■ Your task ■
Pick each line containing the word "scope" out of the data below.

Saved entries
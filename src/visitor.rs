use crate::template::{AttributeTemplate, ElementTemplate, LoopTemplate, Path, Template, TextPart};

/// Read-only traversal over a compiled [`Template`].
///
/// Rules:
/// 1. Traversal order is document order and fixed.
/// 2. Implementers override `visit_*` methods to add behavior.
/// 3. Implementers call the matching `walk_*` function to continue into
///    children unless pruning is intended.
pub trait TemplateVisitor {
    fn visit_node(&mut self, node: &Template) {
        walk_node(self, node);
    }

    fn visit_element(&mut self, element: &ElementTemplate) {
        walk_element(self, element);
    }

    fn visit_loop(&mut self, fragment: &LoopTemplate) {
        walk_loop(self, fragment);
    }

    fn visit_attribute(&mut self, _attribute: &AttributeTemplate) {}

    fn visit_text(&mut self, _parts: &[TextPart]) {}

    fn visit_static_text(&mut self, _value: &str) {}

    fn visit_raw_text(&mut self, _value: &str) {}
}

pub fn walk_node<V: TemplateVisitor + ?Sized>(visitor: &mut V, node: &Template) {
    match node {
        Template::Element(el) => visitor.visit_element(el),
        Template::Loop(lp) => visitor.visit_loop(lp),
        Template::StaticText { value } => visitor.visit_static_text(value),
        Template::InterpolatedText { parts } => visitor.visit_text(parts),
        Template::RawText { value } => visitor.visit_raw_text(value),
    }
}

pub fn walk_element<V: TemplateVisitor + ?Sized>(visitor: &mut V, element: &ElementTemplate) {
    for attr in &element.attributes {
        visitor.visit_attribute(attr);
    }
    for child in &element.children {
        visitor.visit_node(child);
    }
}

pub fn walk_loop<V: TemplateVisitor + ?Sized>(visitor: &mut V, fragment: &LoopTemplate) {
    visitor.visit_node(&fragment.body);
}

// ═══════════════════════════════════════════════════════════════════════════════
// REFERENCED PATHS
// ═══════════════════════════════════════════════════════════════════════════════

/// Collects paths read from the caller's root scope, skipping those whose
/// head is an enclosing loop alias.
#[derive(Default)]
struct RootPathCollector {
    aliases: Vec<String>,
    paths: Vec<Path>,
}

impl RootPathCollector {
    fn record(&mut self, path: &Path) {
        if self.aliases.iter().any(|alias| alias == path.head()) {
            return;
        }
        if !self.paths.contains(path) {
            self.paths.push(path.clone());
        }
    }
}

impl TemplateVisitor for RootPathCollector {
    fn visit_loop(&mut self, fragment: &LoopTemplate) {
        // The source is read in the enclosing scope, before the alias exists.
        self.record(&fragment.source_path);
        self.aliases.push(fragment.item_alias.clone());
        walk_loop(self, fragment);
        self.aliases.pop();
    }

    fn visit_attribute(&mut self, attribute: &AttributeTemplate) {
        if let AttributeTemplate::Bound { path, .. } = attribute {
            self.record(path);
        }
    }

    fn visit_text(&mut self, parts: &[TextPart]) {
        for part in parts {
            if let TextPart::Binding(path) = part {
                self.record(path);
            }
        }
    }
}

impl Template {
    /// Paths this template reads from the root state, deduplicated, in document order.
    pub fn referenced_paths(&self) -> Vec<Path> {
        let mut collector = RootPathCollector::default();
        collector.visit_node(self);
        collector.paths
    }
}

■ Solution to this problem ■
/// Collects paths read from the caller's root scope, skipping those whose
        // The source is read in the enclosing scope, before the alias exists.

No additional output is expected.